Le point commun des dystopies ? Nous décrire un avenir noir, à l’exact opposé d’un monde utopique*. En dix ans, ils ont colonisé les rayonnages de la littérature et conquis le petit et le grand écran. Une décennie au cours de laquelle la survie en temps de catastrophes (nucléaire, bactériologique, climatique) ou de post-apocalypse s’est imposée dans la culture populaire. Les dystopies nous permettent d’imaginer le futur. La technologie s’est partout imposée, et c’est ce qui mène le monde à sa perte. Les jeunes d’aujourd’hui grandissent dans un monde très angoissant quant à leur avenir, à base de chômage, de stages à vie, de terrorisme, un monde dans lequel trouver un boulot, se trouver soi est plus difficile que pour les générations précédentes. La dystopie dépeint un monde sombre et difficile dans lequel un héros va se battre pour s’en sortir. C’est une métaphore du quotidien des jeunes adultes. Et la planète, avec ses dérèglements climatiques et la raréfaction des ressources, ne tourne plus très rond. Pour alarmistes qu’ils soient, les scénarios littéraires des Cassandre paraissent désormais crédibles. Trois personnes sur quatre courront le risque de mourir d’hyperthermie d’ici à la fin du XXIe siècle si les émissions de gaz à effet de serre se poursuivent au rythme actuel. Selon les calculs du « jour du dépassement« , nous avions consommé le 2 août, l’ensemble des ressources que la planète peut renouveler en une année. D’autres menaces guettent, relayées par les chaînes d’information en continu et les réseaux sociaux. A l’écran, elles sont rendues plus réalistes par les progrès des effets spéciaux : catastrophe nucléaire, inégalités croissantes dans le partage mondial des richesses, traçage des individus, montée des extrémismes, attentats, surpopulation, pandémies, risques sanitaires, transhumanisme, robotisation… Ces dérèglements constituent de lents processus dont les histoires d’anticipation peuvent présenter les conséquences à long terme. Dans cette perspective, les écrivains se rapprochent des scientifiques. Les temps sont passionnants, mais hyper-anxiogènes. On cherche des réponses. Et la science-fiction, au sens large, en propose. Elle met en garde. Elle explique. Elle dénonce. Et force est de constater que, sur pas mal de sujets, elle ne s’est pas trompée !

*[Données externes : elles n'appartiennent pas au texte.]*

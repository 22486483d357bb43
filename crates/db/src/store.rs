//! Postgres-backed [`ProfileStore`].

use async_trait::async_trait;
use folio_core::error::CoreError;
use folio_core::profile::{Profile, ProfileUpdate, PROFILE_ROW_ID};
use folio_core::store::ProfileStore;
use folio_core::types::DbId;

use crate::repositories::ProfileRepo;
use crate::DbPool;

/// [`ProfileStore`] over the singleton `profile` row.
#[derive(Debug, Clone)]
pub struct PgProfileStore {
    pool: DbPool,
}

impl PgProfileStore {
    pub fn new(pool: DbPool) -> Self {
        Self { pool }
    }
}

fn db_error(err: sqlx::Error) -> CoreError {
    tracing::error!(error = %err, "Profile store query failed");
    CoreError::Internal(format!("Database error: {err}"))
}

#[async_trait]
impl ProfileStore for PgProfileStore {
    async fn load(&self) -> Result<Option<Profile>, CoreError> {
        let row = ProfileRepo::find(&self.pool, PROFILE_ROW_ID)
            .await
            .map_err(db_error)?;
        Ok(row.map(Profile::from))
    }

    async fn current_id(&self) -> Result<Option<DbId>, CoreError> {
        ProfileRepo::find_id(&self.pool, PROFILE_ROW_ID)
            .await
            .map_err(db_error)
    }

    async fn update(&self, id: DbId, update: &ProfileUpdate) -> Result<Profile, CoreError> {
        ProfileRepo::update(&self.pool, id, update)
            .await
            .map_err(db_error)?
            .map(Profile::from)
            .ok_or(CoreError::NotFound {
                entity: "Profile",
                id,
            })
    }
}
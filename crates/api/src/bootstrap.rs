//! Startup provisioning of the admin account.

use folio_db::models::user::CreateUser;
use folio_db::repositories::UserRepo;
use folio_db::DbPool;

use crate::auth::password::hash_password;
use crate::config::AdminBootstrap;
use crate::error::{AppError, AppResult};

/// Create the admin user if no user with that email exists yet.
///
/// An existing account is left untouched, including its password.
/// Returns `true` when a user was created.
pub async fn ensure_admin(pool: &DbPool, admin: &AdminBootstrap) -> AppResult<bool> {
    if UserRepo::find_by_email(pool, &admin.email).await?.is_some() {
        tracing::debug!(email = %admin.email, "Admin account already present");
        return Ok(false);
    }

    let password = admin.password.clone();
    let password_hash = tokio::task::spawn_blocking(move || hash_password(&password))
        .await
        .map_err(|e| AppError::InternalError(format!("Password hashing task failed: {e}")))?
        .map_err(|e| AppError::InternalError(format!("Password hashing error: {e}")))?;
    let user = UserRepo::create(
        pool,
        &CreateUser {
            email: admin.email.clone(),
            password_hash,
        },
    )
    .await?;

    tracing::info!(user_id = user.id, email = %user.email, "Admin account created");
    Ok(true)
}
use std::path::PathBuf;

use crate::auth::jwt::JwtConfig;

/// Credentials for the optional admin bootstrap at startup.
#[derive(Debug, Clone)]
pub struct AdminBootstrap {
    pub email: String,
    pub password: String,
}

/// Server configuration loaded from environment variables.
///
/// All fields have sensible defaults suitable for local development.
/// In production, override via environment variables.
#[derive(Debug, Clone)]
pub struct ServerConfig {
    /// Bind address (default: `0.0.0.0`).
    pub host: String,
    /// Bind port (default: `3000`).
    pub port: u16,
    /// Allowed CORS origins, parsed from comma-separated `CORS_ORIGINS` env var.
    pub cors_origins: Vec<String>,
    /// HTTP request timeout in seconds (default: `30`). Not applied to
    /// effect streams.
    pub request_timeout_secs: u64,
    /// Root directory of the local file store (default: `storage`).
    pub storage_dir: PathBuf,
    /// Prefix for public file URLs. Empty means same-origin relative URLs.
    pub public_base_url: String,
    /// Directory served under `/static` (default: `static`).
    pub static_dir: PathBuf,
    /// Admin account created at startup when both env vars are set.
    pub admin: Option<AdminBootstrap>,
    /// JWT token configuration (secret, expiry).
    pub jwt: JwtConfig,
}

impl ServerConfig {
    /// Load configuration from environment variables with defaults.
    ///
    /// | Env Var                | Default                    |
    /// |------------------------|----------------------------|
    /// | `HOST`                 | `0.0.0.0`                  |
    /// | `PORT`                 | `3000`                     |
    /// | `CORS_ORIGINS`         | `http://localhost:3000`    |
    /// | `REQUEST_TIMEOUT_SECS` | `30`                       |
    /// | `STORAGE_DIR`          | `storage`                  |
    /// | `PUBLIC_BASE_URL`      | (empty)                    |
    /// | `STATIC_DIR`           | `static`                   |
    /// | `ADMIN_EMAIL`          | (unset)                    |
    /// | `ADMIN_PASSWORD`       | (unset)                    |
    pub fn from_env() -> Self {
        let host = std::env::var("HOST").unwrap_or_else(|_| "0.0.0.0".into());

        let port: u16 = std::env::var("PORT")
            .unwrap_or_else(|_| "3000".into())
            .parse()
            .expect("PORT must be a valid u16");

        let cors_origins: Vec<String> = std::env::var("CORS_ORIGINS")
            .unwrap_or_else(|_| "http://localhost:3000".into())
            .split(',')
            .map(|s| s.trim().to_string())
            .filter(|s| !s.is_empty())
            .collect();

        let request_timeout_secs: u64 = std::env::var("REQUEST_TIMEOUT_SECS")
            .unwrap_or_else(|_| "30".into())
            .parse()
            .expect("REQUEST_TIMEOUT_SECS must be a valid u64");

        let storage_dir = std::env::var("STORAGE_DIR")
            .unwrap_or_else(|_| "storage".into())
            .into();
        let public_base_url = std::env::var("PUBLIC_BASE_URL").unwrap_or_default();
        let static_dir = std::env::var("STATIC_DIR")
            .unwrap_or_else(|_| "static".into())
            .into();

        let admin = match (
            std::env::var("ADMIN_EMAIL").ok().filter(|s| !s.is_empty()),
            std::env::var("ADMIN_PASSWORD").ok().filter(|s| !s.is_empty()),
        ) {
            (Some(email), Some(password)) => Some(AdminBootstrap { email, password }),
            _ => None,
        };

        let jwt = JwtConfig::from_env();

        Self {
            host,
            port,
            cors_origins,
            request_timeout_secs,
            storage_dir,
            public_base_url,
            static_dir,
            admin,
            jwt,
        }
    }
}
//! Repeating, cancelable timer.

use std::time::Duration;

use tokio::time::{Instant, Interval, MissedTickBehavior};
use tokio_util::sync::CancellationToken;

/// Smallest period accepted by [`Ticker::new`].
const MIN_PERIOD: Duration = Duration::from_millis(1);

/// Fixed-period ticker that stops yielding once its token is cancelled.
///
/// The first tick completes immediately. Missed ticks are delayed rather
/// than bursted.
#[derive(Debug)]
pub struct Ticker {
    interval: Interval,
    cancel: CancellationToken,
}

impl Ticker {
    pub fn new(period: Duration, cancel: CancellationToken) -> Self {
        let mut interval = tokio::time::interval(period.max(MIN_PERIOD));
        interval.set_missed_tick_behavior(MissedTickBehavior::Delay);
        Self { interval, cancel }
    }

    /// Wait for the next tick. `None` once cancelled.
    pub async fn tick(&mut self) -> Option<Instant> {
        tokio::select! {
            biased;
            () = self.cancel.cancelled() => None,
            at = self.interval.tick() => Some(at),
        }
    }

    /// Make the next tick complete immediately.
    pub fn restart(&mut self) {
        self.interval.reset_immediately();
    }
}

/// Sleep until `deadline`. Returns `false` if `cancel` fired first.
pub async fn sleep_until_or_cancel(deadline: Instant, cancel: &CancellationToken) -> bool {
    tokio::select! {
        biased;
        () = cancel.cancelled() => false,
        () = tokio::time::sleep_until(deadline) => true,
    }
}
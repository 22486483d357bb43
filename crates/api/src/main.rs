use std::net::SocketAddr;
use std::sync::Arc;

use folio_core::storage::LocalFileStore;
use folio_db::PgProfileStore;
use tokio_util::sync::CancellationToken;
use tracing_subscriber::{layer::SubscriberExt, util::SubscriberInitExt};

use folio_api::config::ServerConfig;
use folio_api::router::build_app_router;
use folio_api::state::AppState;

#[tokio::main]
async fn main() {
    dotenvy::dotenv().ok();

    // --- Tracing ---
    tracing_subscriber::registry()
        .with(
            tracing_subscriber::EnvFilter::try_from_default_env()
                .unwrap_or_else(|_| "folio_api=debug,folio_db=info,tower_http=debug".into()),
        )
        .with(tracing_subscriber::fmt::layer())
        .init();

    // --- Configuration ---
    let config = ServerConfig::from_env();
    tracing::info!(host = %config.host, port = %config.port, "Loaded server configuration");

    // --- Database ---
    let database_url = std::env::var("DATABASE_URL").expect("DATABASE_URL must be set");

    let pool = folio_db::create_pool(&database_url)
        .await
        .expect("Failed to connect to database");
    tracing::info!("Database connection pool created");

    folio_db::health_check(&pool)
        .await
        .expect("Database health check failed");
    tracing::info!("Database health check passed");

    folio_db::run_migrations(&pool)
        .await
        .expect("Failed to run database migrations");
    tracing::info!("Database migrations applied");

    // --- Admin bootstrap ---
    if let Some(admin) = &config.admin {
        folio_api::bootstrap::ensure_admin(&pool, admin)
            .await
            .expect("Failed to provision admin account");
    }

    // --- Stores ---
    let files = LocalFileStore::new(config.storage_dir.clone(), &config.public_base_url);
    tracing::info!(root = %files.root().display(), "Local file store ready");

    // --- App state ---
    let effects_cancel = CancellationToken::new();
    let state = AppState {
        pool: pool.clone(),
        config: Arc::new(config.clone()),
        profiles: Arc::new(PgProfileStore::new(pool)),
        files: Arc::new(files),
        effects_cancel: effects_cancel.clone(),
    };

    let app = build_app_router(state, &config);

    // --- Start server ---
    let addr = SocketAddr::new(
        config.host.parse().expect("Invalid HOST address"),
        config.port,
    );
    tracing::info!(%addr, "Starting server");

    let listener = tokio::net::TcpListener::bind(addr)
        .await
        .expect("Failed to bind to address");

    // Effect streams end as soon as shutdown begins.
    let shutdown_cancel = effects_cancel.clone();
    axum::serve(listener, app)
        .with_graceful_shutdown(async move {
            shutdown_signal().await;
            shutdown_cancel.cancel();
        })
        .await
        .expect("Server error");

    tracing::info!("Graceful shutdown complete");
}

/// Wait for a termination signal to initiate graceful shutdown.
///
/// Handles both SIGINT (Ctrl-C) and SIGTERM (on Unix).
async fn shutdown_signal() {
    let ctrl_c = async {
        tokio::signal::ctrl_c()
            .await
            .expect("Failed to install Ctrl-C handler");
    };

    #[cfg(unix)]
    let terminate = async {
        tokio::signal::unix::signal(tokio::signal::unix::SignalKind::terminate())
            .expect("Failed to install SIGTERM handler")
            .recv()
            .await;
    };

    #[cfg(not(unix))]
    let terminate = std::future::pending::<()>();

    tokio::select! {
        () = ctrl_c => tracing::info!("Received Ctrl-C, starting graceful shutdown"),
        () = terminate => tracing::info!("Received SIGTERM, starting graceful shutdown"),
    }
}
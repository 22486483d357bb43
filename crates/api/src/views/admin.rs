//! Admin editor page.
//!
//! One multipart form covering every profile field. Project and social rows
//! are repeated field groups; a blank row is always appended so a new entry
//! can be added, and the "Add" buttons clone that row client-side.

use folio_core::profile::{join_list, Profile, Project, SocialLink};
use maud::{html, Markup, PreEscaped};

use super::layout::{notice, page, Notice};

const SCRIPT: &str = r#"
document.querySelectorAll('[data-add-row]').forEach(function (btn) {
  btn.addEventListener('click', function () {
    var list = document.getElementById(btn.dataset.addRow);
    var row = list.lastElementChild.cloneNode(true);
    row.querySelectorAll('input, textarea').forEach(function (i) { i.value = ''; });
    list.appendChild(row);
  });
});
document.querySelectorAll('[data-remove-row]').forEach(function (btn) {
  btn.addEventListener('click', function () {
    var row = btn.closest('.entry');
    row.querySelectorAll('input, textarea').forEach(function (i) { i.value = ''; });
    if (row.parentElement.children.length > 1) row.remove();
  });
});
var preview = document.getElementById('crop-preview-btn');
if (preview) preview.addEventListener('click', function () {
  var form = document.getElementById('profile-form');
  var file = form.querySelector('input[name=avatar]').files[0];
  if (!file) return;
  var data = new FormData();
  data.append('image', file);
  ['crop_x', 'crop_y', 'crop_width', 'crop_height'].forEach(function (n) {
    data.append(n, form.querySelector('input[name=' + n + ']').value);
  });
  fetch('/api/v1/admin/crop', { method: 'POST', body: data, credentials: 'same-origin' })
    .then(function (r) { if (!r.ok) return r.json().then(function (e) { throw new Error(e.error); }); return r.blob(); })
    .then(function (b) { document.getElementById('crop-preview').src = URL.createObjectURL(b); })
    .catch(function (e) { alert(e.message); });
});
"#;

fn project_row(project: &Project) -> Markup {
    html! {
        div.entry {
            div.row {
                input type="text" name="project_title" placeholder="Title" value=(project.title);
                input type="text" name="project_tech" placeholder="Tech, comma separated"
                    value=(join_list(&project.tech_stack));
                input type="url" name="project_link" placeholder="Link" value=(project.link);
                button type="button" data-remove-row { "Remove" }
            }
            textarea name="project_description" rows="2" placeholder="Description" {
                (project.description)
            }
        }
    }
}

fn social_row(link: &SocialLink) -> Markup {
    html! {
        div.entry {
            div.row {
                input type="text" name="social_platform" placeholder="github, linkedin, email..."
                    value=(link.platform);
                input type="text" name="social_url" placeholder="URL or address" value=(link.url);
                button type="button" data-remove-row { "Remove" }
            }
        }
    }
}

pub fn render(profile: &Profile, email: &str, status: Option<&Notice>) -> Markup {
    let blank_social = SocialLink {
        platform: String::new(),
        url: String::new(),
    };
    let content = html! {
        header {
            h1 { "Edit profile" }
            p {
                "Signed in as " (email) " · "
                a href="/" { "View site" }
            }
            form method="post" action="/logout" {
                button type="submit" { "Sign out" }
            }
        }

        (notice(status))

        form #profile-form method="post" action="/admin" enctype="multipart/form-data" {
            fieldset {
                legend { "Identity" }
                label for="full_name" { "Full name" }
                input #full_name type="text" name="full_name" value=(profile.full_name);
                label for="roles" { "Roles (comma separated)" }
                input #roles type="text" name="roles" value=(profile.roles_input());
                label for="about_text" { "About" }
                textarea #about_text name="about_text" rows="6" { (profile.about_text) }
            }

            fieldset {
                legend { "Animation" }
                label for="name_speed" { "Name re-scramble interval (ms)" }
                input #name_speed type="number" min="1" name="name_speed" value=(profile.name_speed);
                label for="role_speed" { "Role hold time (ms)" }
                input #role_speed type="number" min="1" name="role_speed" value=(profile.role_speed);
            }

            fieldset {
                legend { "Avatar" }
                img.avatar #crop-preview src=(profile.avatar_url) alt="Current avatar";
                label for="avatar" { "New image" }
                input #avatar type="file" name="avatar" accept="image/png,image/jpeg,image/webp,image/gif";
                p { "Optional crop, in source pixels:" }
                div.row {
                    input type="number" min="0" name="crop_x" placeholder="x";
                    input type="number" min="0" name="crop_y" placeholder="y";
                    input type="number" min="1" name="crop_width" placeholder="width";
                    input type="number" min="1" name="crop_height" placeholder="height";
                }
                button #crop-preview-btn type="button" { "Preview crop" }
            }

            fieldset {
                legend { "Resume" }
                @if let Some(url) = &profile.resume_url {
                    p { "Current: " a href=(url) target="_blank" rel="noopener" { (url) } }
                }
                label for="resume" { "New PDF" }
                input #resume type="file" name="resume" accept="application/pdf";
            }

            fieldset {
                legend { "Projects" }
                div #projects {
                    @for project in &profile.projects {
                        (project_row(project))
                    }
                    (project_row(&Project::default()))
                }
                button type="button" data-add-row="projects" { "Add project" }
            }

            fieldset {
                legend { "Social links" }
                div #socials {
                    @for link in &profile.social_links {
                        (social_row(link))
                    }
                    (social_row(&blank_social))
                }
                button type="button" data-add-row="socials" { "Add link" }
            }

            button type="submit" { "Save" }
        }

        script { (PreEscaped(SCRIPT)) }
    };

    page("Edit profile", Some("admin"), content)
}
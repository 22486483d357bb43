//! Repository for the singleton `profile` table.
//!
//! Every query is keyed by id; callers pass
//! [`folio_core::profile::PROFILE_ROW_ID`].

use folio_core::profile::ProfileUpdate;
use folio_core::types::DbId;
use sqlx::types::Json;
use sqlx::PgPool;

use crate::models::profile::ProfileRow;

/// Column list for `profile` queries.
const COLUMNS: &str = "\
    id, full_name, roles, about_text, avatar_url, resume_url, \
    name_speed, role_speed, projects, social_links, created_at, updated_at";

/// Provides data access for the profile row.
pub struct ProfileRepo;

impl ProfileRepo {
    /// Read the full row.
    pub async fn find(pool: &PgPool, id: DbId) -> Result<Option<ProfileRow>, sqlx::Error> {
        let query = format!("SELECT {COLUMNS} FROM profile WHERE id = $1");
        sqlx::query_as::<_, ProfileRow>(&query)
            .bind(id)
            .fetch_optional(pool)
            .await
    }

    /// Confirm the row exists, returning its id.
    pub async fn find_id(pool: &PgPool, id: DbId) -> Result<Option<DbId>, sqlx::Error> {
        sqlx::query_scalar::<_, DbId>("SELECT id FROM profile WHERE id = $1")
            .bind(id)
            .fetch_optional(pool)
            .await
    }

    /// Replace every editable column. Lists are written wholesale.
    ///
    /// Returns `None` if no row with the given `id` exists.
    pub async fn update(
        pool: &PgPool,
        id: DbId,
        input: &ProfileUpdate,
    ) -> Result<Option<ProfileRow>, sqlx::Error> {
        let query = format!(
            "UPDATE profile SET \
                 full_name = $2, \
                 roles = $3, \
                 about_text = $4, \
                 avatar_url = $5, \
                 resume_url = $6, \
                 name_speed = $7, \
                 role_speed = $8, \
                 projects = $9, \
                 social_links = $10 \
             WHERE id = $1 \
             RETURNING {COLUMNS}"
        );
        sqlx::query_as::<_, ProfileRow>(&query)
            .bind(id)
            .bind(&input.full_name)
            .bind(&input.roles)
            .bind(&input.about_text)
            .bind(&input.avatar_url)
            .bind(&input.resume_url)
            .bind(input.name_speed)
            .bind(input.role_speed)
            .bind(Json(&input.projects))
            .bind(Json(&input.social_links))
            .fetch_optional(pool)
            .await
    }
}
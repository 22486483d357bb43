//! Profile row model.

use folio_core::profile::{Profile, Project, SocialLink};
use folio_core::types::{DbId, Timestamp};
use sqlx::types::Json;
use sqlx::FromRow;

/// Full row from the `profile` table.
#[derive(Debug, Clone, FromRow)]
pub struct ProfileRow {
    pub id: DbId,
    pub full_name: String,
    pub roles: Vec<String>,
    pub about_text: String,
    pub avatar_url: String,
    pub resume_url: Option<String>,
    pub name_speed: i32,
    pub role_speed: i32,
    pub projects: Json<Vec<Project>>,
    pub social_links: Json<Vec<SocialLink>>,
    pub created_at: Timestamp,
    pub updated_at: Timestamp,
}

impl From<ProfileRow> for Profile {
    fn from(row: ProfileRow) -> Self {
        Self {
            id: row.id,
            full_name: row.full_name,
            roles: row.roles,
            about_text: row.about_text,
            avatar_url: row.avatar_url,
            resume_url: row.resume_url,
            name_speed: row.name_speed,
            role_speed: row.role_speed,
            projects: row.projects.0,
            social_links: row.social_links.0,
            updated_at: Some(row.updated_at),
        }
    }
}
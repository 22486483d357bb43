//! Rotating phrase.
//!
//! Each phrase goes through three phases measured from the last advance:
//! `Entering` for [`ENTRY_DELAY`], `Shown` until the hold duration, then
//! `Exiting` for [`EXIT_TRANSITION`]. The index advances once per
//! `hold + EXIT_TRANSITION` and wraps after the last phrase.

use std::time::Duration;

use serde::Serialize;

/// Delay before the entry transition starts.
pub const ENTRY_DELAY: Duration = Duration::from_millis(100);

/// Length of the exit transition.
pub const EXIT_TRANSITION: Duration = Duration::from_millis(1000);

#[derive(Debug, Clone, Copy, PartialEq, Eq, Serialize)]
#[serde(rename_all = "snake_case")]
pub enum RotationPhase {
    Entering,
    Shown,
    Exiting,
}

impl RotationPhase {
    /// CSS classes applied to the phrase element in this phase.
    pub fn css_class(self) -> &'static str {
        match self {
            Self::Entering => "opacity-0 translate-y-4 blur-sm",
            Self::Shown => "opacity-100 translate-y-0 blur-0",
            Self::Exiting => "opacity-0 -translate-y-4 blur-sm",
        }
    }
}

/// What the rotation widget displays at a point in time.
#[derive(Debug, Clone, PartialEq, Eq, Serialize)]
pub struct RotationFrame {
    pub index: usize,
    pub phrase: String,
    pub phase: RotationPhase,
    pub class: &'static str,
}

#[derive(Debug, Clone)]
pub struct PhraseRotator {
    phrases: Vec<String>,
    hold: Duration,
    index: usize,
    elapsed: Duration,
}

impl PhraseRotator {
    pub fn new(phrases: Vec<String>, hold: Duration) -> Self {
        Self {
            phrases,
            hold,
            index: 0,
            elapsed: Duration::ZERO,
        }
    }

    pub fn index(&self) -> usize {
        self.index
    }

    /// Time between two index advances.
    pub fn cycle(&self) -> Duration {
        self.hold + EXIT_TRANSITION
    }

    pub fn phase(&self) -> RotationPhase {
        if self.elapsed < ENTRY_DELAY.min(self.hold) {
            RotationPhase::Entering
        } else if self.elapsed < self.hold {
            RotationPhase::Shown
        } else {
            RotationPhase::Exiting
        }
    }

    /// Current frame, or `None` when there are no phrases.
    pub fn frame(&self) -> Option<RotationFrame> {
        let phrase = self.phrases.get(self.index)?;
        let phase = self.phase();
        Some(RotationFrame {
            index: self.index,
            phrase: phrase.clone(),
            phase,
            class: phase.css_class(),
        })
    }

    /// Move time forward by `dt`, returning how many times the index advanced.
    pub fn advance(&mut self, dt: Duration) -> usize {
        if self.phrases.is_empty() {
            return 0;
        }
        let cycle = self.cycle();
        self.elapsed += dt;
        let mut advanced = 0;
        while self.elapsed >= cycle {
            self.elapsed -= cycle;
            self.index = (self.index + 1) % self.phrases.len();
            advanced += 1;
        }
        advanced
    }

    /// Time until the displayed frame next changes.
    pub fn until_next_change(&self) -> Duration {
        let boundaries = [ENTRY_DELAY.min(self.hold), self.hold, self.cycle()];
        boundaries
            .into_iter()
            .find(|b| *b > self.elapsed)
            .map(|b| b - self.elapsed)
            .unwrap_or(self.cycle())
    }
}
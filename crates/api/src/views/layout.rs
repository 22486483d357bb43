//! Document shell and shared fragments.

use maud::{html, Markup, PreEscaped, DOCTYPE};

const STYLE: &str = r#"
:root { color-scheme: dark; --fg: #e8e8e8; --muted: #9a9a9a; --accent: #5eead4; --bg: #0b0b0c; }
* { box-sizing: border-box; }
body { margin: 0; font-family: ui-monospace, SFMono-Regular, Menlo, monospace; background: var(--bg); color: var(--fg); }
main { max-width: 960px; margin: 0 auto; padding: 3rem 1.5rem; }
a { color: var(--accent); }
.hero { display: flex; gap: 2rem; align-items: center; flex-wrap: wrap; }
.avatar { width: 160px; height: 160px; border-radius: 50%; object-fit: cover; }
.name { font-size: 2.5rem; margin: 0; letter-spacing: .05em; }
.role { display: inline-block; transition: all 700ms ease; color: var(--accent); }
.opacity-0 { opacity: 0; } .opacity-100 { opacity: 1; }
.translate-y-4 { transform: translateY(1rem); } .-translate-y-4 { transform: translateY(-1rem); }
.translate-y-0 { transform: translateY(0); }
.blur-sm { filter: blur(4px); } .blur-0 { filter: none; }
.projects { display: grid; grid-template-columns: repeat(auto-fill, minmax(260px, 1fr)); gap: 1rem; }
.card { border: 1px solid #2a2a2a; border-radius: 8px; padding: 1rem; }
.tag { display: inline-block; margin: .2rem; padding: .1rem .5rem; border: 1px solid #333; border-radius: 4px; cursor: default; }
.socials a { margin-right: 1rem; }
.notice { padding: .75rem 1rem; border-radius: 6px; margin-bottom: 1rem; }
.notice.success { background: #064e3b; } .notice.error { background: #7f1d1d; }
form label { display: block; margin-top: .75rem; color: var(--muted); }
input, textarea, select { width: 100%; padding: .5rem; background: #151517; color: var(--fg); border: 1px solid #333; border-radius: 4px; }
fieldset { border: 1px solid #2a2a2a; border-radius: 8px; margin-top: 1rem; }
button { margin-top: 1rem; padding: .5rem 1.25rem; background: var(--accent); color: #000; border: 0; border-radius: 4px; cursor: pointer; }
.row { display: grid; grid-template-columns: repeat(4, 1fr); gap: .5rem; }
"#;

/// Full HTML document around `content`.
pub fn page(title: &str, body_class: Option<&str>, content: Markup) -> Markup {
    html! {
        (DOCTYPE)
        html lang="en" {
            head {
                meta charset="UTF-8";
                meta name="viewport" content="width=device-width, initial-scale=1.0";
                title { (title) }
                style { (PreEscaped(STYLE)) }
            }
            body class=[body_class] {
                main { (content) }
            }
        }
    }
}

/// Outcome message shown at the top of a form.
#[derive(Debug, Clone, PartialEq, Eq)]
pub enum Notice {
    Success(String),
    Error(String),
}

pub fn notice(notice: Option<&Notice>) -> Markup {
    html! {
        @match notice {
            Some(Notice::Success(msg)) => {
                div.notice.success role="status" { (msg) }
            },
            Some(Notice::Error(msg)) => {
                div.notice.error role="alert" { (msg) }
            },
            None => {},
        }
    }
}
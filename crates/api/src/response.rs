//! Shared response envelope types for API handlers.
//!
//! All JSON API responses use a `{ "data": ... }` envelope.

use serde::Serialize;

/// Standard `{ "data": T }` response envelope.
///
/// ```ignore
/// Ok(Json(DataResponse { data: profile }))
/// ```
#[derive(Debug, Serialize)]
pub struct DataResponse<T: Serialize> {
    pub data: T,
}
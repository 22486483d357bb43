//! Upload naming convention.
//!
//! Stored files are named `<kind>-<unix_millis>.<ext>` so repeated uploads
//! never collide. Superseded files are left in place.

/// Generate a stored filename from an upload kind, an extension and the
/// upload time in Unix milliseconds.
///
/// The extension is lowercased and stripped of any leading dot.
///
/// # Examples
///
/// ```
/// use folio_core::naming::upload_filename;
///
/// assert_eq!(upload_filename("avatar", "JPG", 1700000000000), "avatar-1700000000000.jpg");
/// assert_eq!(upload_filename("resume", ".pdf", 42), "resume-42.pdf");
/// ```
pub fn upload_filename(kind: &str, extension: &str, timestamp_millis: i64) -> String {
    let ext = extension.trim_start_matches('.').to_lowercase();
    format!("{kind}-{timestamp_millis}.{ext}")
}

/// Extract the lowercased extension from a client-supplied filename.
///
/// Returns `None` when the name has no extension.
pub fn file_extension(filename: &str) -> Option<String> {
    let (stem, ext) = filename.rsplit_once('.')?;
    if stem.is_empty() || ext.is_empty() {
        return None;
    }
    Some(ext.to_lowercase())
}

#[cfg(test)]
mod tests {
    use super::*;

    #[test]
    fn filename_uses_kind_and_timestamp() {
        assert_eq!(upload_filename("avatar", "png", 1), "avatar-1.png");
    }

    #[test]
    fn filename_normalizes_extension() {
        assert_eq!(upload_filename("avatar", ".JPEG", 7), "avatar-7.jpeg");
    }

    #[test]
    fn extension_from_filename() {
        assert_eq!(file_extension("me.PNG").as_deref(), Some("png"));
        assert_eq!(file_extension("archive.tar.gz").as_deref(), Some("gz"));
    }

    #[test]
    fn extension_missing() {
        assert_eq!(file_extension("README"), None);
        assert_eq!(file_extension(".bashrc"), None);
        assert_eq!(file_extension("trailing."), None);
    }
}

Imaginez un monde où, face à la raréfaction des ressources et à la démographie galopante, l’on instaure une politique de l’enfant unique. Dans Seven Sisters, en salles depuis le 30 août, des septuplées sont cachées par leur grand-père sous peine d’être cryogénisées. La série brésilienne 3 % dépeint un futur où 3 % de la population mondiale vit dans l’opulence sur « Le Large », une île de l’Atlantique coupée d’un monde plongé dans la misère. Chaque année, tous les jeunes de 20 ans passent des tests pour intégrer l’île. Seuls 3 % réussiront. Jean-Marc Ligny, pour sa trilogie Aqua, a fondé ses dystopies sur les modélisations scientifiques faites par le Groupe d’experts intergouvernemental sur l’évolution du climat (GIEC). Même chose pour Kim Stanley Robinson, chef de file aux Etats-Unis de la « Real science-fiction », dont 2312 vient d’être traduit chez Actes Sud.
Sur ce blog, nous donnons la parole a toux ceux qui font de la collapsologie. Les travaux de l’institut Momentum sont une bonne introduction à la catastrophe prévue. Mais la meilleure approche probabiliste de l’effondrement de notre civilisation thermo-industrielle reste le rapport au club de Rome de 1972 sur Les limites de la croissance…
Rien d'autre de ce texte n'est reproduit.